Türkiye’de 200’ün üzerinde yüksek öğretim kurumu ve bu kurumlarda görev yapan 200 bine yakın öğretim üyesi vardır..
Görevleri, yaşamın her alanında araştırma yapmak, olanlarla olması gerekenler arasında köprü olmak, müspet ve menfi durumları resmi yetkililere aktarmak, her türlü olumsuzluklar ve çözümleri konusunda topluma gerçekleri anlatmak, bilgi kirliliğinin önünü kesmek ve vatandaşları irşad etmektir..
Ekonomi, bankacılık, hazine, maliye, içişleri, savunma, bayındırlık, imar, iklim, meteoroloji, orman, çevre, turizm, sağlık, eğitim, adalet, sosyal güvenlik, planlama, istatistik, arge, havacılık, denizcilik, balıkçılık, tarım, hayvancılık, sanayi, teknoloji, üretim, istihdam, iletişim, bilişim, ilahiyat ve daha onlarca yaşamsal bileşenin onun bunun elinde kaldığı ve ülkenin her alanda felakete sürüklendiği bir süreçte konuşmak için daha neyi bekliyorlar.?

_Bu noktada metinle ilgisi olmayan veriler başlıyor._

use crate::error::{AnalysisError, Result};
use log::warn;
use serde_json::{json, Map, Value};
use std::fs;
use std::path::Path;
use std::time::Duration;

const SETTINGS_SCHEMA_VERSION: i64 = 1;

/// Typed view of the settings document used by the analyzers.
#[derive(Debug, Clone, PartialEq)]
pub struct AnalyzerSettings {
    pub workers: usize,
    pub enrichment_enabled: bool,
    pub enrichment_timeout: Duration,
    pub enrichment_max_length: usize,
    pub rank_issues_by_severity: bool,
}

impl Default for AnalyzerSettings {
    fn default() -> Self {
        effective_settings(&migrate_settings(json!({})))
    }
}

/// Loads settings from an optional JSON file, applies `overrides` on top and
/// fills in defaults. A missing path yields defaults; unparseable JSON is
/// logged and treated as empty.
pub fn load_settings(path: Option<&Path>, overrides: &Value) -> Result<AnalyzerSettings> {
    let mut settings = match path {
        Some(path) => {
            let raw = fs::read_to_string(path).map_err(|source| AnalysisError::Io {
                path: path.display().to_string(),
                source,
            })?;
            serde_json::from_str::<Value>(&raw).unwrap_or_else(|e| {
                warn!("ignoring malformed settings in {}: {e}", path.display());
                json!({})
            })
        }
        None => json!({}),
    };

    if !settings.is_object() {
        return Err(AnalysisError::Settings(
            "settings document must be a JSON object".to_string(),
        ));
    }

    merge_settings(&mut settings, overrides);
    Ok(effective_settings(&migrate_settings(settings)))
}

pub fn effective_settings(settings: &Value) -> AnalyzerSettings {
    let default_workers = default_workers();
    AnalyzerSettings {
        workers: settings
            .get("workers")
            .and_then(Value::as_u64)
            .map(|w| w as usize)
            .filter(|w| *w > 0)
            .unwrap_or(default_workers),
        enrichment_enabled: settings
            .get("enrichmentEnabled")
            .and_then(Value::as_bool)
            .unwrap_or(true),
        enrichment_timeout: Duration::from_millis(
            settings
                .get("enrichmentTimeoutMs")
                .and_then(Value::as_u64)
                .unwrap_or(5000),
        ),
        enrichment_max_length: settings
            .get("enrichmentMaxLength")
            .and_then(Value::as_u64)
            .unwrap_or(1000) as usize,
        rank_issues_by_severity: settings
            .get("rankIssuesBySeverity")
            .and_then(Value::as_bool)
            .unwrap_or(false),
    }
}

fn default_workers() -> usize {
    std::thread::available_parallelism()
        .map(|n| n.get())
        .unwrap_or(4)
}

fn default_settings() -> Value {
    json!({
        "schema_version": SETTINGS_SCHEMA_VERSION,
        "workers": 0,
        "enrichmentEnabled": true,
        "enrichmentTimeoutMs": 5000,
        "enrichmentMaxLength": 1000,
        "rankIssuesBySeverity": false
    })
}

fn migrate_settings(input: Value) -> Value {
    let defaults = default_settings();
    let mut out = match input {
        Value::Object(map) => Value::Object(map),
        _ => Value::Object(Map::new()),
    };

    deep_merge_defaults(&mut out, &defaults);
    sanitize_settings(&mut out);
    if let Some(obj) = out.as_object_mut() {
        obj.insert("schema_version".to_string(), json!(SETTINGS_SCHEMA_VERSION));
    }

    out
}

fn deep_merge_defaults(target: &mut Value, defaults: &Value) {
    let (Some(target_obj), Some(default_obj)) = (target.as_object_mut(), defaults.as_object()) else {
        return;
    };

    for (key, default_value) in default_obj {
        match target_obj.get_mut(key) {
            Some(existing) => {
                if existing.is_object() && default_value.is_object() {
                    deep_merge_defaults(existing, default_value);
                }
            }
            None => {
                target_obj.insert(key.clone(), default_value.clone());
            }
        }
    }
}

fn merge_settings(target: &mut Value, incoming: &Value) {
    match (target, incoming) {
        (Value::Object(target_obj), Value::Object(incoming_obj)) => {
            for (key, value) in incoming_obj {
                if let Some(existing) = target_obj.get_mut(key) {
                    merge_settings(existing, value);
                } else {
                    target_obj.insert(key.clone(), value.clone());
                }
            }
        }
        (target_slot, incoming_value) => {
            *target_slot = incoming_value.clone();
        }
    }
}

fn sanitize_settings(settings: &mut Value) {
    let Some(obj) = settings.as_object_mut() else {
        return;
    };

    // 0 means "one per available core".
    clamp_u64(obj, "workers", 0, 256, 0);
    clamp_u64(obj, "enrichmentTimeoutMs", 100, 60_000, 5000);
    clamp_u64(obj, "enrichmentMaxLength", 100, 100_000, 1000);

    ensure_bool(obj, "enrichmentEnabled", true);
    ensure_bool(obj, "rankIssuesBySeverity", false);
}

fn clamp_u64(map: &mut Map<String, Value>, key: &str, min: u64, max: u64, default: u64) {
    let raw = map.get(key).and_then(Value::as_u64).unwrap_or(default);
    map.insert(key.to_string(), json!(raw.clamp(min, max)));
}

fn ensure_bool(map: &mut Map<String, Value>, key: &str, default: bool) {
    let value = map.get(key).and_then(Value::as_bool).unwrap_or(default);
    map.insert(key.to_string(), json!(value));
}

#[cfg(test)]
mod tests {
    use super::*;

    #[test]
    fn defaults_fill_missing_keys() {
        let migrated = migrate_settings(json!({ "enrichmentEnabled": false }));
        assert_eq!(migrated["enrichmentEnabled"], json!(false));
        assert_eq!(migrated["enrichmentTimeoutMs"], json!(5000));
        assert_eq!(migrated["schema_version"], json!(SETTINGS_SCHEMA_VERSION));
    }

    #[test]
    fn clamps_out_of_range_values() {
        let migrated = migrate_settings(json!({
            "enrichmentTimeoutMs": 5,
            "enrichmentMaxLength": 10_000_000,
            "rankIssuesBySeverity": "yes"
        }));
        let settings = effective_settings(&migrated);
        assert_eq!(settings.enrichment_timeout, Duration::from_millis(100));
        assert_eq!(settings.enrichment_max_length, 100_000);
        assert!(!settings.rank_issues_by_severity);
    }

    #[test]
    fn zero_workers_means_available_cores() {
        let settings = AnalyzerSettings::default();
        assert_eq!(settings.workers, default_workers());
        assert!(settings.workers >= 1);
        assert!(settings.enrichment_enabled);
        assert_eq!(settings.enrichment_max_length, 1000);
    }

    #[test]
    fn overrides_win_over_file_values() {
        let mut existing = json!({ "workers": 8, "rankIssuesBySeverity": true });
        merge_settings(&mut existing, &json!({ "workers": 2 }));
        let settings = effective_settings(&migrate_settings(existing));
        assert_eq!(settings.workers, 2);
        assert!(settings.rank_issues_by_severity);
    }

    #[test]
    fn rejects_non_object_documents() {
        let dir = tempfile::tempdir().expect("temp dir");
        let path = dir.path().join("settings.json");
        fs::write(&path, "[1, 2, 3]").expect("write settings");

        let err = load_settings(Some(&path), &json!({})).expect_err("array must be rejected");
        assert!(matches!(err, AnalysisError::Settings(_)));
    }

    #[test]
    fn malformed_file_falls_back_to_defaults() {
        let dir = tempfile::tempdir().expect("temp dir");
        let path = dir.path().join("settings.json");
        fs::write(&path, "{ not json").expect("write settings");

        let settings = load_settings(Some(&path), &json!({})).expect("load");
        assert_eq!(settings, AnalyzerSettings::default());
    }
}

Ehil ve konunun uzmanı olmayan onca lüzumsuz ve ne olduğu belli olmayıp televizyonlarda sürekli bağrışan ve halkı yanlış yönlendiren herbokolog şahsiyetlere nasıl tahammül ediyorlar.?
Özellikle ekonomi fakültelerinde görev yapan yüzlerce öğretim üyesine sormak istiyorum; hiçbir akademik eğitimi olmayanların ekonomiye yön vermesi, NAS politikaları, Amerikan ve İngiliz menşeili ekonomi uzmanı getirilmesi hiç mi onurlarını kırmadı.?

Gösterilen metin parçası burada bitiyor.